Motown left Detroit a long time ago. (Just as well, perhaps, considering what has happened to the motor city since then: in 2013, it became the largest municipal bankruptcy in U.S. history by debt.) But the record company associated with such legends as Diana Ross & the Supremes, the Temptations, the Four Tops, Marvin Gaye, Smokey Robinson and Stevie Wonder sustained its star-making skills for many years after quitting the state of Michigan, and continues to exert a remarkable influence on popular music and culture.
It’s almost impossible, for example, to consider any new boy band without referencing the blueprint drawn up by Berry Gordy for the Jackson 5. To this day, contestants on The X Factor or American Idol pick the brothers’ “Who’s Lovin’ You” – the flipside of their Motown debut, “I Want You Back” – and strive to match it for soul and heartbreak.
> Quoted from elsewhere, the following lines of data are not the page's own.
fn remove_pointer(value: &mut Value, pointer: &str) {
    let (parent, last) = match pointer.rsplit_once('/') {
        Some(split) => split,
        None => return,
    };
    let target = if parent.is_empty() {
        Some(value)
    } else {
        value.pointer_mut(parent)
    };
    if let Some(Value::Object(m)) = target {
        m.remove(last);
    }
}
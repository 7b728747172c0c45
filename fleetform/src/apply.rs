use anyhow::Result;

use crate::{
    application::with_deployment,
    interrupt::InterruptState,
    options::Options,
    plan::{check_results, select},
    work::{Goal, Outcome},
};

#[derive(clap::Parser, Debug)]
pub(crate) struct Args {
    /// Resources to apply, along with what they depend on; all of them by default
    resources: Vec<String>,
}

#[derive(clap::Parser, Debug)]
pub(crate) struct DestroyArgs {
    /// Resources to destroy, along with what depends on them; all of them by default
    resources: Vec<String>,
}

/// Run the `apply` command.
pub(crate) async fn apply(
    interrupt_state: &InterruptState,
    options: &Options,
    args: &Args,
) -> Result<()> {
    with_deployment(interrupt_state, options, |context, tasks| async move {
        let names = select(&context.deployment, &args.resources)?;
        if context.deployment.is_empty() {
            eprintln!("Deployment contains no resources; nothing to apply.");
            return Ok(());
        }
        let results = tasks
            .run_all(names.into_iter().map(Goal::Apply).collect())
            .await;
        for (goal, result) in &results {
            if let Ok(Outcome::Applied(_)) = result {
                eprintln!("{}: applied", goal.resource());
            }
        }
        check_results(&results)
    })
    .await
}

/// Run the `destroy` command.
pub(crate) async fn destroy(
    interrupt_state: &InterruptState,
    options: &Options,
    args: &DestroyArgs,
) -> Result<()> {
    with_deployment(interrupt_state, options, |context, tasks| async move {
        let names = select(&context.deployment, &args.resources)?;
        let results = tasks
            .run_all(names.into_iter().map(Goal::Destroy).collect())
            .await;
        for (goal, result) in &results {
            if let Ok(Outcome::Destroyed) = result {
                eprintln!("{}: destroyed", goal.resource());
            }
        }
        check_results(&results)
    })
    .await
}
Nobody can.
The Jackson 5 were the first superstars of Motown, California-style. Although the siblings from Gary, Indiana, went to Detroit for their audition, Berry Gordy saw the result on videotape in his Los Angeles lair. Then, he moved them out west to record and school them. It’s not the Funk Brothers heard on “I Want You Back,” it’s a cadre of California musicians, including two from the Jazz Crusaders, Joe Sample and Wilton Felder. As soon as the Jackson brothers were polished and primed, and their debut single was ready, Motown created a launch-pad myth for media that it was Diana Ross who found them. (The real scout: Bobby Taylor, frontman of a minor Motown combo.) In August 1969, Miss Ross hosted a coming-out party for the Jackson 5 at a swish club in Beverly Hills – and the world fell at their feet. Their first four singles were No. 1 hits in the U.S., and two of their first three albums each spent a year on the charts.
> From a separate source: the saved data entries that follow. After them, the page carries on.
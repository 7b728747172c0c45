//! Interfaces shared by the fleetform crates.
//!
//! The reconciler in `fleetform-resource` only ever talks to a control plane
//! through [`remote::RemoteApi`], and only ever names resources through
//! [`id::ResourceIdentifier`]. Keeping both here lets the control plane
//! implementations (`fleetform-remote-http`, `fleetform-resources-memory`)
//! depend on the interface without depending on the reconciler.

pub mod error;
pub mod id;
pub mod model;
pub mod remote;

pub use error::{Operation, ReconcileError};
pub use id::{IdTemplate, MalformedIdentifier, ResourceIdentifier, Segment};
pub use model::{
    normalize_location, DesiredState, FieldPath, LifecycleState, ObservedState, OperationHandle,
    OperationState, OperationStatus, PlanAction, PlannedChange, Properties, ReconciliationPlan,
    Submitted, WriteMode, WriteRequest,
};
pub use remote::{RemoteApi, RemoteError};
Lift-off took rather longer for the Commodores. Their roots were a long way from Detroit: most of the founding members got together while attending university in Tuskegee, Alabama (Lionel Richie’s hometown). They signed to Motown’s new, California-based label, MoWest, in the middle of 1971, and spent the next three years developing their self-contained combustion of funk and soul. By then, the line-up comprised Lionel Richie, Thomas McClary, Milan Williams, Ronald LaPread and Walter Orange. This “woodshedding” period included road trips as an opening act for the Jackson 5 in America, and playing shows in the Philippines and Japan, among other countries. By the 1974 release of their first Motown album, Machine Gun, the Commodores were ready for prime time, and the hits began to flow, including “Just To Be Close To You,” “Easy,” “Brick House,” “Three Times A Lady” and “Lady (You Bring Me Up).”
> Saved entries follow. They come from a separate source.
//! Request bodies for writes.
//!
//! All bodies are derived from one schema-directed merge patch (RFC 7386)
//! that turns the observed state into the desired one:
//!
//! - a PATCH sends the merge patch itself,
//! - a PUT applies the merge patch to the writable part of the observed
//!   state, so that fields the caller doesn't manage keep their remote
//!   values,
//! - a create sends the desired state with computed fields and nulls
//!   removed.
//!
//! Write-only fields are part of every patch, since the remote never
//! returns them and a full-body write without them would clear them.

use fleetform_core::{Properties, WriteMode};
use serde_json::Value;

use crate::schema::{FieldKind, FieldSchema, ResourceSchema};

/// The body for creating a resource.
pub fn create_body(schema: &ResourceSchema, desired: &Properties) -> Properties {
    strip_nulls(merge_patch(schema.fields, desired, None))
}

/// The body for updating a resource in place.
pub fn update_body(
    schema: &ResourceSchema,
    desired: &Properties,
    observed: &Properties,
) -> Properties {
    let patch = merge_patch(schema.fields, desired, Some(observed));
    match schema.write_mode {
        WriteMode::Patch => patch,
        WriteMode::Put => {
            let mut body = Value::Object(writable(schema.fields, observed));
            json_patch::merge(&mut body, &Value::Object(patch));
            match body {
                Value::Object(body) => strip_nulls(body),
                _ => Properties::new(),
            }
        }
    }
}

/// The merge patch that brings `observed` to `desired`. With no observed
/// state, this is the desired state itself.
pub fn merge_patch(
    fields: &[FieldSchema],
    desired: &Properties,
    observed: Option<&Properties>,
) -> Properties {
    let mut patch = Properties::new();
    for field in fields {
        if field.is_computed() {
            continue;
        }
        let old = observed
            .and_then(|o| o.get(field.name))
            .filter(|v| !v.is_null());
        let new = desired.get(field.name);
        if field.write_only {
            if let Some(new) = new.filter(|v| !v.is_null()) {
                patch.insert(field.name.to_string(), new.clone());
            }
            continue;
        }
        let value = match new {
            None if field.optional_computed => continue,
            None | Some(Value::Null) => {
                if field.holds_nothing(old) {
                    continue;
                }
                Value::Null
            }
            Some(new) => match (field.kind, old, new) {
                (FieldKind::Block(children), old, Value::Object(new)) => {
                    let old = old.and_then(Value::as_object);
                    let sub = merge_patch(children, new, old);
                    if sub.is_empty() && observed.is_some() {
                        continue;
                    }
                    Value::Object(sub)
                }
                (FieldKind::Map { merge_only }, Some(Value::Object(old)), Value::Object(new)) => {
                    let mut sub = Properties::new();
                    for (k, v) in new {
                        if old.get(k) != Some(v) && !(v.is_null() && !old.contains_key(k)) {
                            sub.insert(k.clone(), v.clone());
                        }
                    }
                    if !merge_only {
                        for k in old.keys().filter(|k| !new.contains_key(*k)) {
                            sub.insert(k.clone(), Value::Null);
                        }
                    }
                    if sub.is_empty() {
                        continue;
                    }
                    Value::Object(sub)
                }
                (_, Some(old), new) if field.same_value(old, new) => continue,
                (_, None, new) if observed.is_some() && field.holds_nothing(Some(new)) => continue,
                (_, old, new) => replacement(old, new),
            },
        };
        patch.insert(field.name.to_string(), value);
    }
    patch
}

/// A merge patch that replaces `old` with `new` wholesale, even when both
/// are objects.
fn replacement(old: Option<&Value>, new: &Value) -> Value {
    match (old, new) {
        (Some(Value::Object(old)), Value::Object(new)) => {
            let mut patch = new.clone();
            for k in old.keys().filter(|k| !new.contains_key(*k)) {
                patch.insert(k.clone(), Value::Null);
            }
            Value::Object(patch)
        }
        (_, new) => new.clone(),
    }
}

/// The observed state without computed fields. Properties the schema doesn't
/// know are kept.
pub fn writable(fields: &[FieldSchema], observed: &Properties) -> Properties {
    let mut out = Properties::new();
    for (k, v) in observed {
        match fields.iter().find(|f| f.name == k) {
            Some(field) if field.is_computed() => {}
            Some(FieldSchema {
                kind: FieldKind::Block(children),
                ..
            }) => {
                let v = match v {
                    Value::Object(block) => Value::Object(writable(children, block)),
                    v => v.clone(),
                };
                out.insert(k.clone(), v);
            }
            _ => {
                out.insert(k.clone(), v.clone());
            }
        }
    }
    out
}

fn strip_nulls(properties: Properties) -> Properties {
    properties
        .into_iter()
        .filter(|(_, v)| !v.is_null())
        .map(|(k, v)| match v {
            Value::Object(m) => (k, Value::Object(strip_nulls(m))),
            v => (k, v),
        })
        .collect()
}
As the ’70s neared their close, Lionel Richie’s songwriting skills became the focus of widespread attention, and with the help of manager Ken Kragen, he embarked on a solo career which earned him even greater popularity – and which shows no sign of easing. Motown marketed his first two albums, Lionel Richie and Can’t Slow Down, to the tune of 15 million sales, and that was only in America. Lionel truly stepped on the world stage when he sang – what else? – “All Night Long (All Night)” during the closing ceremonies of the 1984 Olympics, televised globally. His other signal achievement of the time was co-writing USA for Africa’s “We Are The World,” with Michael Jackson.
They lost Lionel, but the Commodores stayed the course for a while, fielding Walter Orange and newcomer J.D. Nicholas as lead singers on “Nightshift,” a compelling 1984 tribute to Marvin Gaye and Jackie Wilson. It was a huge hit on both sides of the Atlantic, and netted the band a Grammy award, to boot.
If Lionel Richie as a soloist achieved mass-market appeal on the same scale as Stevie Wonder and Marvin Gaye, the crown prince of punk-funk in the ’80s was undoubtedly Rick James. His down ’n’ dirty rhythm & blues may have been closer to the smoke and mirrors of George Clinton than the quiet storm of Smokey Robinson, but his sales were no hallucination. Rick’s Street Songs was the definitive funk album of its time (unless you want to pick an argument with Prince) and his eye for talent was equally sharp. When Berry Gordy was looking for a way to light the blue touch paper with Teena Marie, one of his company’s newest signings, a match-up with Rick provided the perfect fireworks. He wrote and co-produced her first chart success, “I’m A Sucker For Your Love,” but, more importantly, gave her the springboard and confidence to craft her own career with hits such as “I Need Your Lovin’” and “Square Biz.” Lady T was crowned a blue-eyed soul queen, well worthy of the most successful black-owned record company of the 20th century. (It must be said: Teena eventually fell out with Motown in a bonfire of litigation, but the music has endured.)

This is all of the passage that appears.